| Directions for this task |
Out of the data below, copy every line with the string "validate".

| Available data |
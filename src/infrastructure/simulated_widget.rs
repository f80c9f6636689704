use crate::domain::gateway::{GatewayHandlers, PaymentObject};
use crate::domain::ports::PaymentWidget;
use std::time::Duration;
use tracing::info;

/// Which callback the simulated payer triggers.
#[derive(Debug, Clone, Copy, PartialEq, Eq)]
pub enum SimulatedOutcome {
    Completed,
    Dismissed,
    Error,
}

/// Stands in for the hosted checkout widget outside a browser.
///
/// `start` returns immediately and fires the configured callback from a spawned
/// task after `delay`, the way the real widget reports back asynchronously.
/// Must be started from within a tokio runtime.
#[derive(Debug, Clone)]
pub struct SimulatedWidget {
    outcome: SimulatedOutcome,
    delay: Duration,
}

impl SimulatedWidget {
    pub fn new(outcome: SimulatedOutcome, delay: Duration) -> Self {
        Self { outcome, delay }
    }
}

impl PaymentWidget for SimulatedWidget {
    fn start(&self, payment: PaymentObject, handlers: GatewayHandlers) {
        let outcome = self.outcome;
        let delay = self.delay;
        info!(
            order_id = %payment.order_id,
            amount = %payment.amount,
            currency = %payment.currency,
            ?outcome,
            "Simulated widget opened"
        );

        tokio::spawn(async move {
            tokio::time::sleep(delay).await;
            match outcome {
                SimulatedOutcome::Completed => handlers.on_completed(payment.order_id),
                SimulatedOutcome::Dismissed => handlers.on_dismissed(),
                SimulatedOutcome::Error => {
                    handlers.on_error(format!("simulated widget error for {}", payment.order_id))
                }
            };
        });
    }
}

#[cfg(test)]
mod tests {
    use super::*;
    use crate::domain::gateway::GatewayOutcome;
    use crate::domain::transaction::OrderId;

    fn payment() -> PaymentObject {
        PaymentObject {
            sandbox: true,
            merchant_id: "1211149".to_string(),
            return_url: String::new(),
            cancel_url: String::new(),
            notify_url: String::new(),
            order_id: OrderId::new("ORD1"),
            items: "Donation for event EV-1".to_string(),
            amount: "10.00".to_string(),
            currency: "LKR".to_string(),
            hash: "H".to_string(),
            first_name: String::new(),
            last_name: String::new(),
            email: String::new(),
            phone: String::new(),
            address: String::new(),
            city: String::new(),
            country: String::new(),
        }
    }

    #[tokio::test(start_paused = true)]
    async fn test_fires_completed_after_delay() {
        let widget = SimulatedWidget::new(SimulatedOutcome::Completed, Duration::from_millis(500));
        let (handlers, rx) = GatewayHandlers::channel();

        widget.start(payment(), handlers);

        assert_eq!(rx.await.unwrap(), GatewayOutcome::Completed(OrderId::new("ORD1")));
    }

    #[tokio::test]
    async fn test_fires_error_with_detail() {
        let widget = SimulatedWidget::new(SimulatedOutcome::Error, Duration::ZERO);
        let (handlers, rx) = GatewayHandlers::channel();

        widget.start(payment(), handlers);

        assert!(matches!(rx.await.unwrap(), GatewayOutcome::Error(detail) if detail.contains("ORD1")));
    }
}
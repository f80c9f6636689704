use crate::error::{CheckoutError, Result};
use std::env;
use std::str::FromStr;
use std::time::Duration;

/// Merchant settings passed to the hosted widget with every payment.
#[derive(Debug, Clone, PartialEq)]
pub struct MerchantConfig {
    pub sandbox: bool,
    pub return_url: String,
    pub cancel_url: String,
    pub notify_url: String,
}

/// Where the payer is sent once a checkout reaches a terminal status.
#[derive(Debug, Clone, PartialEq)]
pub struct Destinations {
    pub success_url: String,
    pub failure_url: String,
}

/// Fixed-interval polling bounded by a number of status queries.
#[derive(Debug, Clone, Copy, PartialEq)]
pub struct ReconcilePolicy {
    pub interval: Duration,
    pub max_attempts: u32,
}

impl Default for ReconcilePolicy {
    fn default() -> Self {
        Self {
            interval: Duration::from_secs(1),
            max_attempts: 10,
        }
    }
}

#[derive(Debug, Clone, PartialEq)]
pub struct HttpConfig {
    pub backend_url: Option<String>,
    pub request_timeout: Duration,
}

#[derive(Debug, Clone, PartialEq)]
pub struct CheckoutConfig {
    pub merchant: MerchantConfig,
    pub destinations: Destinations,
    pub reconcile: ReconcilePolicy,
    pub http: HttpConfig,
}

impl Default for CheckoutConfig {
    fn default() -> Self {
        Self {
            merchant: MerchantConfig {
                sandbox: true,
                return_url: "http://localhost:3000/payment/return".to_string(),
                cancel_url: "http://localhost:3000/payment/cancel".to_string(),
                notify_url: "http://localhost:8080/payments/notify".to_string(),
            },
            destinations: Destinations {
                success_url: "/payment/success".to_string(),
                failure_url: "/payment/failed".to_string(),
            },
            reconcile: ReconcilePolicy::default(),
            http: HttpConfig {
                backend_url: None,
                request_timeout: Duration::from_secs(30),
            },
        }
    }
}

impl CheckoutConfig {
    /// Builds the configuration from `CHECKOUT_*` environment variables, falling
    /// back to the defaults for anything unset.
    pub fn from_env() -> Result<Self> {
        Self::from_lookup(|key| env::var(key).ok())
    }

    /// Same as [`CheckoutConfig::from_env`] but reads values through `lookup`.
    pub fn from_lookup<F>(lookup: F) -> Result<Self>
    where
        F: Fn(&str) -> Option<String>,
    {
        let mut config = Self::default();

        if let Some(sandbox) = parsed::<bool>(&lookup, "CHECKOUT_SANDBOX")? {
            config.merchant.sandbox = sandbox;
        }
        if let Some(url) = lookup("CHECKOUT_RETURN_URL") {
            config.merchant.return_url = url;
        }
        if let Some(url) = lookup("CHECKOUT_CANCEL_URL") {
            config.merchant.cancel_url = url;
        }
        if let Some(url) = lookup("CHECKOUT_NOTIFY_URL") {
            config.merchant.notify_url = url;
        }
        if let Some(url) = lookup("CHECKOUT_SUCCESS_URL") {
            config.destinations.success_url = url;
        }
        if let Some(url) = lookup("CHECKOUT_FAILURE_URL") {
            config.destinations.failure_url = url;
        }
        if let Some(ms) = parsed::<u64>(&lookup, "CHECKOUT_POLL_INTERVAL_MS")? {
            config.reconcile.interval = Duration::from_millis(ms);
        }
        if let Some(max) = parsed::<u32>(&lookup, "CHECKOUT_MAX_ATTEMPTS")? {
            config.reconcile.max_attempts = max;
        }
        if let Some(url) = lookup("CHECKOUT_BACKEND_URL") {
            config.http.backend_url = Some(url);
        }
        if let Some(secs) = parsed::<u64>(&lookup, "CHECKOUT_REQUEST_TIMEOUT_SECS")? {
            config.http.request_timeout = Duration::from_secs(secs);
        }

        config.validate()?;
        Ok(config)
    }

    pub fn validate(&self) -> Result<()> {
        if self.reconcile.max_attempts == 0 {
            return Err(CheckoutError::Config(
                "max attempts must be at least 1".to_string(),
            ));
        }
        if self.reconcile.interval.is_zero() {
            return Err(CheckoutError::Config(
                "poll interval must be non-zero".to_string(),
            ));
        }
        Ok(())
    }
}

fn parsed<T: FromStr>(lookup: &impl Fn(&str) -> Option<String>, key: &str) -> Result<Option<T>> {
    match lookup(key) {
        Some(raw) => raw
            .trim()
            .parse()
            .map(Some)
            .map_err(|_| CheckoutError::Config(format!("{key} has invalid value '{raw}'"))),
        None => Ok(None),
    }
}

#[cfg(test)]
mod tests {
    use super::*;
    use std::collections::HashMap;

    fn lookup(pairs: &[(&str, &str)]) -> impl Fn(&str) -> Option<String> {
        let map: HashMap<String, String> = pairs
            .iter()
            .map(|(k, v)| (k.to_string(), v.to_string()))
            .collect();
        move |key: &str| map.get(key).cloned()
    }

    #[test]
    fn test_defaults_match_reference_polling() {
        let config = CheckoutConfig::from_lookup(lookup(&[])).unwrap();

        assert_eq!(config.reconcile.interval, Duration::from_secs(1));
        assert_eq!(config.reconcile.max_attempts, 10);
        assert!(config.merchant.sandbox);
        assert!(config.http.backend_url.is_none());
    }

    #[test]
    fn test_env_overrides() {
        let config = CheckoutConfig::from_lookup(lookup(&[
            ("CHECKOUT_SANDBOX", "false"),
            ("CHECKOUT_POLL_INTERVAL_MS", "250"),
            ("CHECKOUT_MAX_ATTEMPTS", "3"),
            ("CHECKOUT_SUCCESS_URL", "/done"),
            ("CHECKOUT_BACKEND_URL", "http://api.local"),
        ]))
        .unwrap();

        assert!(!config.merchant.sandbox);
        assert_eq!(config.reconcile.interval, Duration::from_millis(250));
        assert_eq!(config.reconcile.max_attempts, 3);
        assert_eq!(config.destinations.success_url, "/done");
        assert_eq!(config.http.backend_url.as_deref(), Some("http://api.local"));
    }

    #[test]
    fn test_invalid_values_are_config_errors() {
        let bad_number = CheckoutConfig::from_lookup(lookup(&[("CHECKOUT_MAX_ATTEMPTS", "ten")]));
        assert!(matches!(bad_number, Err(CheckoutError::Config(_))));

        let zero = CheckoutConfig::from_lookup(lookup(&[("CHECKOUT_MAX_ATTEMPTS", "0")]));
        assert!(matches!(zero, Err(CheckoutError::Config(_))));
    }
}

| Reply to the task |
        config.validate()?;
    pub fn validate(&self) -> Result<()> {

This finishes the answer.